//! bindery: book chunking, indexed chunk storage, reconstruction, and
//! fusion search
//!
//! The pipeline runs leaf-first: an ordered paragraph stream (produced by
//! an external extraction layer) is chunked into three parallel tiers of
//! overlap-linked segments, persisted with stable ordering keys and a
//! full-text index, and later reassembled into derived views or queried
//! across documents with per-document grouping.
//!
//! ```no_run
//! use bindery::{
//!     config::Config,
//!     ingest::Ingestor,
//!     models::{ParagraphRecord, RawDocument},
//!     reconstruct::{Reconstructor, View},
//!     store::ChunkStore,
//! };
//!
//! # async fn example() -> bindery::error::Result<()> {
//! let config = Config::default();
//! let store = ChunkStore::open(std::path::Path::new("bindery.db")).await?;
//!
//! let ingestor = Ingestor::new(&store, &config);
//! ingestor
//!     .ingest_batch(vec![RawDocument {
//!         title: "Alpha".into(),
//!         author: "Author".into(),
//!         paragraphs: vec![ParagraphRecord::new(Some(1), None, "...")],
//!     }])
//!     .await?;
//!
//! let recon = Reconstructor::new(&store, &config);
//! let full = recon.reconstruct_by_name("Alpha", View::Full).await?;
//! println!("{}", full.content);
//! # Ok(())
//! # }
//! ```

pub mod chunk;
pub mod config;
pub mod error;
pub mod fusion;
pub mod ingest;
pub mod models;
pub mod reconstruct;
pub mod store;

pub use config::Config;
pub use error::{Error, Result};
pub use fusion::{FusionHit, FusionSearch};
pub use ingest::{IngestReport, Ingestor};
pub use models::{Chunk, ChunkTier, Document, DocumentStatus, ParagraphRecord, RawDocument};
pub use reconstruct::{Reconstruction, Reconstructor, View};
pub use store::{ChunkStore, ScoredChunk};
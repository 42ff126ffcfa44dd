//! Configuration management for bindery
//!
//! Handles loading, saving, and validating configuration from TOML files.

mod defaults;

pub use defaults::*;

use crate::error::{Error, Result};
use crate::models::ChunkTier;
use serde::{Deserialize, Serialize};
use std::path::{Path, PathBuf};
use tracing::debug;

/// Main configuration structure
#[derive(Debug, Clone, Serialize, Deserialize, Default)]
pub struct Config {
    /// Chunking configuration
    #[serde(default)]
    pub chunk: ChunkConfig,

    /// Batch ingestion configuration
    #[serde(default)]
    pub ingest: IngestConfig,

    /// Search configuration
    #[serde(default)]
    pub search: SearchConfig,
}

/// Chunking configuration
#[derive(Debug, Clone, Serialize, Deserialize)]
pub struct ChunkConfig {
    /// Maximum trailing words duplicated onto the next same-tier chunk
    #[serde(default = "default_overlap_window")]
    pub overlap_window: usize,

    /// Minimum words per chapter-tier chunk
    #[serde(default = "default_chapter_min_words")]
    pub chapter_min_words: usize,

    /// Maximum words per chapter-tier chunk
    #[serde(default = "default_chapter_max_words")]
    pub chapter_max_words: usize,

    /// Minimum words per section-tier chunk
    #[serde(default = "default_section_min_words")]
    pub section_min_words: usize,

    /// Maximum words per section-tier chunk
    #[serde(default = "default_section_max_words")]
    pub section_max_words: usize,

    /// Minimum words per paragraph-tier chunk
    #[serde(default = "default_paragraph_min_words")]
    pub paragraph_min_words: usize,

    /// Maximum words per paragraph-tier chunk
    #[serde(default = "default_paragraph_max_words")]
    pub paragraph_max_words: usize,
}

impl Default for ChunkConfig {
    fn default() -> Self {
        Self {
            overlap_window: default_overlap_window(),
            chapter_min_words: default_chapter_min_words(),
            chapter_max_words: default_chapter_max_words(),
            section_min_words: default_section_min_words(),
            section_max_words: default_section_max_words(),
            paragraph_min_words: default_paragraph_min_words(),
            paragraph_max_words: default_paragraph_max_words(),
        }
    }
}

impl ChunkConfig {
    /// Word bounds `(min, max)` for a tier
    pub fn bounds(&self, tier: ChunkTier) -> (usize, usize) {
        match tier {
            ChunkTier::Chapter => (self.chapter_min_words, self.chapter_max_words),
            ChunkTier::Section => (self.section_min_words, self.section_max_words),
            ChunkTier::Paragraph => (self.paragraph_min_words, self.paragraph_max_words),
        }
    }
}

/// Batch ingestion configuration
#[derive(Debug, Clone, Serialize, Deserialize)]
pub struct IngestConfig {
    /// Documents processed concurrently
    #[serde(default = "default_ingest_concurrency")]
    pub concurrency: usize,

    /// Per-document timeout in seconds (0 disables)
    #[serde(default = "default_ingest_timeout_secs")]
    pub timeout_secs: u64,
}

impl Default for IngestConfig {
    fn default() -> Self {
        Self {
            concurrency: default_ingest_concurrency(),
            timeout_secs: default_ingest_timeout_secs(),
        }
    }
}

/// Search configuration
#[derive(Debug, Clone, Serialize, Deserialize)]
pub struct SearchConfig {
    /// Top chunks considered by fusion search
    #[serde(default = "default_fusion_limit")]
    pub fusion_limit: usize,

    /// Characters kept per fusion passage preview
    #[serde(default = "default_preview_chars")]
    pub preview_chars: usize,

    /// Seed for the reproducible quote sampler
    #[serde(default = "default_quote_seed")]
    pub quote_seed: u64,
}

impl Default for SearchConfig {
    fn default() -> Self {
        Self {
            fusion_limit: default_fusion_limit(),
            preview_chars: default_preview_chars(),
            quote_seed: default_quote_seed(),
        }
    }
}

impl Config {
    /// Default base directory for bindery data
    pub fn default_base_dir() -> PathBuf {
        dirs::config_dir()
            .unwrap_or_else(|| PathBuf::from("."))
            .join("bindery")
    }

    /// Default config file path
    pub fn default_config_path() -> PathBuf {
        Self::default_base_dir().join("config.toml")
    }

    /// Default SQLite database path
    pub fn default_db_path() -> PathBuf {
        Self::default_base_dir().join("bindery.db")
    }

    /// Load configuration from a TOML file
    pub fn load(path: &Path) -> Result<Self> {
        debug!("Loading config from {:?}", path);
        let content = std::fs::read_to_string(path)?;
        let config: Config = toml::from_str(&content)?;
        config.validate()?;
        Ok(config)
    }

    /// Save configuration to a TOML file
    pub fn save(&self, path: &Path) -> Result<()> {
        if let Some(parent) = path.parent() {
            std::fs::create_dir_all(parent)?;
        }
        let content = toml::to_string_pretty(self)?;
        std::fs::write(path, content)?;
        Ok(())
    }

    /// Validate configuration values
    pub fn validate(&self) -> Result<()> {
        for tier in [ChunkTier::Chapter, ChunkTier::Section, ChunkTier::Paragraph] {
            let (min, max) = self.chunk.bounds(tier);
            if min == 0 || min >= max {
                return Err(Error::Config(format!(
                    "Invalid word bounds for {} tier: min={} max={}",
                    tier, min, max
                )));
            }
        }
        if self.ingest.concurrency == 0 {
            return Err(Error::Config(
                "ingest.concurrency must be at least 1".to_string(),
            ));
        }
        Ok(())
    }
}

- **WORK INSTRUCTION**
Where a line of the material above holds the string "into", copy that line.

- **EXERCISE RESULT**
//! an external extraction layer) is chunked into three parallel tiers of
//! full-text index, and later reassembled into derived views or queried
//!         title: "Alpha".into(),
//!         author: "Author".into(),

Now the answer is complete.